Ein Glück für Wien, wie für Billroth selbst, daß er aus den engen Verhältnissen von Zürich in die Flut höherer, breiterer Wogen geworfen wurde. Ebenso eine Künstler- wie Gelehrtennatur, ein Forscher ohne Pedanterie, ein geselliges Talent voll Lebenslust und Lebensfrische, hing Billroth bald mit »klammernden Organen« an allem, was Wien Schönes, Großes, Sehenswertes bietet. Jeder Abend fand ihn in einem Theater oder Konzert, auf einem Ball, einer Maskerade oder Soirée, überall mit Leib und Seele bei der Sache. Nach Hause zurückgekehrt aus solcher Lustbarkeit, zündete er seine Studierlampe an und schrieb ununterbrochen bis zum frühen Morgen! In diesen Nachtstunden sind Billroths epochemachende Arbeiten entstanden. Dann verging der Vormittag auf der Klinik, wo der kühne Operateur bald die Bewunderung seiner Kollegen, der Abgott seiner Schüler ward. Nie ist mir eine ähnliche Arbeits- und Lebensenergie vorgekommen. »Ein außerordentlicher Mensch!« riefen bald die Ärzte, die Studenten, die Musiker – und wer nicht sonst.

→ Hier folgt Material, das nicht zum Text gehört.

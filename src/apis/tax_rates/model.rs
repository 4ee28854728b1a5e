use crate::{
    common::api_enum,
    expandable::Object,
    list::ListRequest,
    params::serialize_finite,
};
use chrono::{DateTime, Utc};
use derive_builder::Builder;
use serde::{Deserialize, Serialize};
use std::collections::{BTreeMap, HashMap};

api_enum! {
    pub enum TaxType {
        AmusementTax => "amusement_tax",
        CommunicationsTax => "communications_tax",
        Gst => "gst",
        Hst => "hst",
        Igst => "igst",
        Jct => "jct",
        LeaseTax => "lease_tax",
        Pst => "pst",
        Qst => "qst",
        Rst => "rst",
        SalesTax => "sales_tax",
        ServiceTax => "service_tax",
        Vat => "vat",
    }
}

#[derive(Serialize, Deserialize, Debug, Clone, PartialEq)]
pub struct TaxRate {
    pub id: String,
    pub object: String,
    pub active: Option<bool>,
    pub country: Option<String>,
    #[serde(default, with = "chrono::serde::ts_seconds_option")]
    pub created: Option<DateTime<Utc>>,
    pub description: Option<String>,
    pub display_name: Option<String>,
    pub inclusive: Option<bool>,
    pub jurisdiction: Option<String>,
    pub livemode: Option<bool>,
    pub metadata: Option<HashMap<String, String>>,
    pub percentage: Option<f64>,
    pub state: Option<String>,
    pub tax_type: Option<TaxType>,
}

impl Object for TaxRate {
    const OBJECT: &'static str = "tax_rate";

    fn id(&self) -> &str {
        &self.id
    }
}

#[derive(Serialize, Debug, Clone, Builder)]
#[cfg_attr(not(feature = "compat"), non_exhaustive)]
pub struct CreateTaxRateRequest {
    /// Name shown to customers, e.g. `VAT`.
    #[builder(setter(into))]
    pub display_name: String,
    /// Whether the tax is already included in the price amounts.
    pub inclusive: bool,
    #[serde(serialize_with = "serialize_finite")]
    pub percentage: f64,
    #[builder(default, setter(strip_option))]
    pub active: Option<bool>,
    #[builder(default, setter(into, strip_option))]
    pub country: Option<String>,
    #[builder(default, setter(into, strip_option))]
    pub description: Option<String>,
    #[builder(default, setter(into, strip_option))]
    pub jurisdiction: Option<String>,
    #[builder(default)]
    #[serde(skip_serializing_if = "BTreeMap::is_empty")]
    pub metadata: BTreeMap<String, String>,
    #[builder(default, setter(into, strip_option))]
    pub state: Option<String>,
    #[builder(default, setter(strip_option))]
    pub tax_type: Option<TaxType>,
    #[builder(default)]
    #[serde(skip_serializing_if = "Vec::is_empty")]
    pub expand: Vec<String>,
}

/// Tax rates are immutable apart from these fields: a new rate is needed to change the percentage.
#[derive(Serialize, Debug, Clone, Default, Builder)]
#[builder(default)]
#[cfg_attr(not(feature = "compat"), non_exhaustive)]
pub struct UpdateTaxRateRequest {
    #[builder(setter(strip_option))]
    pub active: Option<bool>,
    #[builder(setter(into, strip_option))]
    pub country: Option<String>,
    #[builder(setter(into, strip_option))]
    pub description: Option<String>,
    #[builder(setter(into, strip_option))]
    pub display_name: Option<String>,
    #[builder(setter(into, strip_option))]
    pub jurisdiction: Option<String>,
    #[builder(setter(strip_option))]
    pub metadata: Option<BTreeMap<String, String>>,
    #[builder(setter(into, strip_option))]
    pub state: Option<String>,
    #[builder(setter(strip_option))]
    pub tax_type: Option<TaxType>,
    #[serde(skip_serializing_if = "Vec::is_empty")]
    pub expand: Vec<String>,
}

#[derive(Serialize, Debug, Clone, Default, Builder)]
#[builder(default)]
#[cfg_attr(not(feature = "compat"), non_exhaustive)]
pub struct ListTaxRatesRequest {
    #[builder(setter(strip_option))]
    pub active: Option<bool>,
    #[builder(setter(strip_option))]
    pub inclusive: Option<bool>,
    #[serde(flatten)]
    pub list: ListRequest,
}

use crate::{
    apis::{
        customers::Customer, invoices::Invoice, subscriptions::Price,
        subscriptions::Subscription,
    },
    common::api_enum,
    expandable::{Expandable, Object},
    list::{List, ListRequest},
};
use chrono::{DateTime, Utc};
use derive_builder::Builder;
use serde::{Deserialize, Serialize};
use std::collections::{BTreeMap, HashMap};

api_enum! {
    pub enum SessionMode {
        Payment => "payment",
        Setup => "setup",
        Subscription => "subscription",
    }
}

api_enum! {
    pub enum SessionStatus {
        Open => "open",
        Complete => "complete",
        Expired => "expired",
    }
}

api_enum! {
    pub enum SessionPaymentStatus {
        Paid => "paid",
        Unpaid => "unpaid",
        NoPaymentRequired => "no_payment_required",
    }
}

#[derive(Serialize, Deserialize, Debug, Clone, PartialEq)]
pub struct LineItem {
    pub id: String,
    pub object: String,
    pub amount_discount: Option<i64>,
    pub amount_subtotal: Option<i64>,
    pub amount_tax: Option<i64>,
    pub amount_total: Option<i64>,
    pub currency: Option<String>,
    pub description: Option<String>,
    pub price: Option<Price>,
    pub quantity: Option<u64>,
}

impl Object for LineItem {
    const OBJECT: &'static str = "item";

    fn id(&self) -> &str {
        &self.id
    }
}

/// A Checkout Session.
#[derive(Serialize, Deserialize, Debug, Clone, PartialEq)]
pub struct Session {
    pub id: String,
    pub object: String,
    pub amount_subtotal: Option<i64>,
    pub amount_total: Option<i64>,
    pub cancel_url: Option<String>,
    /// Reference of the session in the caller's own systems.
    pub client_reference_id: Option<String>,
    #[serde(default, with = "chrono::serde::ts_seconds_option")]
    pub created: Option<DateTime<Utc>>,
    pub currency: Option<String>,
    pub customer: Option<Expandable<Customer>>,
    pub customer_email: Option<String>,
    #[serde(default, with = "chrono::serde::ts_seconds_option")]
    pub expires_at: Option<DateTime<Utc>>,
    pub invoice: Option<Expandable<Invoice>>,
    /// Only present when expanded with `line_items`.
    pub line_items: Option<List<LineItem>>,
    pub livemode: Option<bool>,
    pub metadata: Option<HashMap<String, String>>,
    pub mode: Option<SessionMode>,
    pub payment_intent: Option<String>,
    pub payment_method_types: Option<Vec<String>>,
    pub payment_status: Option<SessionPaymentStatus>,
    pub status: Option<SessionStatus>,
    pub subscription: Option<Expandable<Subscription>>,
    pub success_url: Option<String>,
    /// URL of the hosted payment page to redirect the customer to.
    pub url: Option<String>,
}

impl Object for Session {
    const OBJECT: &'static str = "checkout.session";

    fn id(&self) -> &str {
        &self.id
    }
}

#[derive(Serialize, Debug, Clone, Default, Builder)]
#[builder(default)]
#[cfg_attr(not(feature = "compat"), non_exhaustive)]
pub struct SessionLineItemParams {
    #[builder(setter(into, strip_option))]
    pub price: Option<String>,
    #[builder(setter(strip_option))]
    pub quantity: Option<u64>,
    #[serde(skip_serializing_if = "Vec::is_empty")]
    pub tax_rates: Vec<String>,
}

#[derive(Serialize, Debug, Clone, Default, Builder)]
#[builder(default, setter(into, strip_option))]
#[cfg_attr(not(feature = "compat"), non_exhaustive)]
pub struct SessionDiscountParams {
    pub coupon: Option<String>,
    pub promotion_code: Option<String>,
}

#[derive(Serialize, Debug, Clone, Builder)]
#[cfg_attr(not(feature = "compat"), non_exhaustive)]
pub struct CreateSessionRequest {
    pub mode: SessionMode,
    /// Where the customer is sent once the payment or setup completes.
    #[builder(setter(into))]
    pub success_url: String,
    #[builder(default, setter(into, strip_option))]
    pub cancel_url: Option<String>,
    #[builder(default, setter(into, strip_option))]
    pub client_reference_id: Option<String>,
    #[builder(default, setter(into, strip_option))]
    pub currency: Option<String>,
    #[builder(default, setter(into, strip_option))]
    pub customer: Option<Expandable<Customer>>,
    #[builder(default, setter(into, strip_option))]
    pub customer_email: Option<String>,
    #[builder(default)]
    #[serde(skip_serializing_if = "Vec::is_empty")]
    pub discounts: Vec<SessionDiscountParams>,
    #[serde(with = "chrono::serde::ts_seconds_option")]
    #[builder(default, setter(strip_option))]
    pub expires_at: Option<DateTime<Utc>>,
    #[builder(default)]
    #[serde(skip_serializing_if = "Vec::is_empty")]
    pub line_items: Vec<SessionLineItemParams>,
    #[builder(default)]
    #[serde(skip_serializing_if = "BTreeMap::is_empty")]
    pub metadata: BTreeMap<String, String>,
    #[builder(default)]
    #[serde(skip_serializing_if = "Vec::is_empty")]
    pub payment_method_types: Vec<String>,
    #[builder(default)]
    #[serde(skip_serializing_if = "Vec::is_empty")]
    pub expand: Vec<String>,
}

#[derive(Serialize, Debug, Clone, Default, Builder)]
#[builder(default)]
#[cfg_attr(not(feature = "compat"), non_exhaustive)]
pub struct ListSessionsRequest {
    #[builder(setter(into, strip_option))]
    pub customer: Option<String>,
    #[builder(setter(into, strip_option))]
    pub payment_intent: Option<String>,
    #[builder(setter(strip_option))]
    pub status: Option<SessionStatus>,
    #[builder(setter(into, strip_option))]
    pub subscription: Option<String>,
    #[serde(flatten)]
    pub list: ListRequest,
}
#[cfg(not(feature = "acceptance-tests"))]
mod local_mock;
#[cfg(feature = "acceptance-tests")]
mod sandbox;

#[cfg(not(feature = "acceptance-tests"))]
pub use local_mock::TestContext;
#[cfg(feature = "acceptance-tests")]
pub use sandbox::TestContext;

Billroth erwarb das einstöckige Haus in der Alserstraße, das früher sein Kollege Hofrat Bamberger bewohnt hatte, und ließ insbesondere den geräumigen Musiksaal mit künstlerischem Geschmack[272] auszieren. Wieviel schöne Erinnerungen hängen an diesem, durch die beste Musik, die edelste Geselligkeit geweihten Saal! Seit jeher war Billroth ein warmer Verehrer von Brahms, den er auch persönlich von Zürich her kannte. Die drei Streichquartette, die beiden ersten Violinsonaten und andere Instrumentalwerke von Brahms sind bei Billroth zum ersten Male gespielt worden. Auch einzelne Vokalquartette und Frauenchöre hörten wir da früher als in öffentlichen Aufführungen. Das ältere Hellmesberger-Quartett und Brahms am Klavier besorgten die Kammermusik; auch Saint-Saëns, Amalie Joachim, Georg Henschel und andere fremde Künstler gaben hier gerne ihr Bestes. Billroth selbst wirkte nicht mit – also ein »Dilettant« von der seltenen guten Art, die nicht persönlich glänzen will –; er machte den liebenswürdigsten Hausherrn und verhielt sich während der Produktion, abseits in einem Fauteuil, als aufmerksamster, stillvergnügter Hörer. Den Musikabend schloß immer ein heiteres Souper – auch dafür pflegte Billroth als feiner Kenner und wählerischer Geist das Programm selbst zu verfassen. Mitunter gab es auch einen zwanglosen Herrenabend; Billroth hatte bald die besseren musikalischen Geister Wiens an sich herangezogen und sah Goldmark, Nottebohm, Door, Epstein, Brüll, Robert Fuchs, Richard von Perger, Kalbeck u.a. gern als seine Gäste. Den engeren musikalischen Dreibund bildeten aber doch wir Drei: Billroth, Brahms und ich. Es war ein gar traulicher Abend nach einer schönen Konzertaufführung, als Brahms und Billroth das brüderliche »Du« mit mir tauschten. Das hat mich mehr gefreut, als zwei Orden! Ich habe viel mit Billroth vierhändig gespielt, insbesondere alle neuen Sachen von Brahms, sobald sie im Arrangement gestochen oder soweit sie in Brahms Handschrift leserlich waren. Billroth war ein tüchtiger Spieler von mächtigem Anschlag, ein schneller Avistaleser und sicherer, treffender Beurteiler. Bei ersten Vorstellungen, namentlich in der Oper, fand ich sein Urteil oft von augenblicklichen Stimmungen beeinflußt, ihn aber stets bereit, dasselbe zu korrigieren, wenn späteres Hören ihm einen anderen Eindruck gemacht hatte.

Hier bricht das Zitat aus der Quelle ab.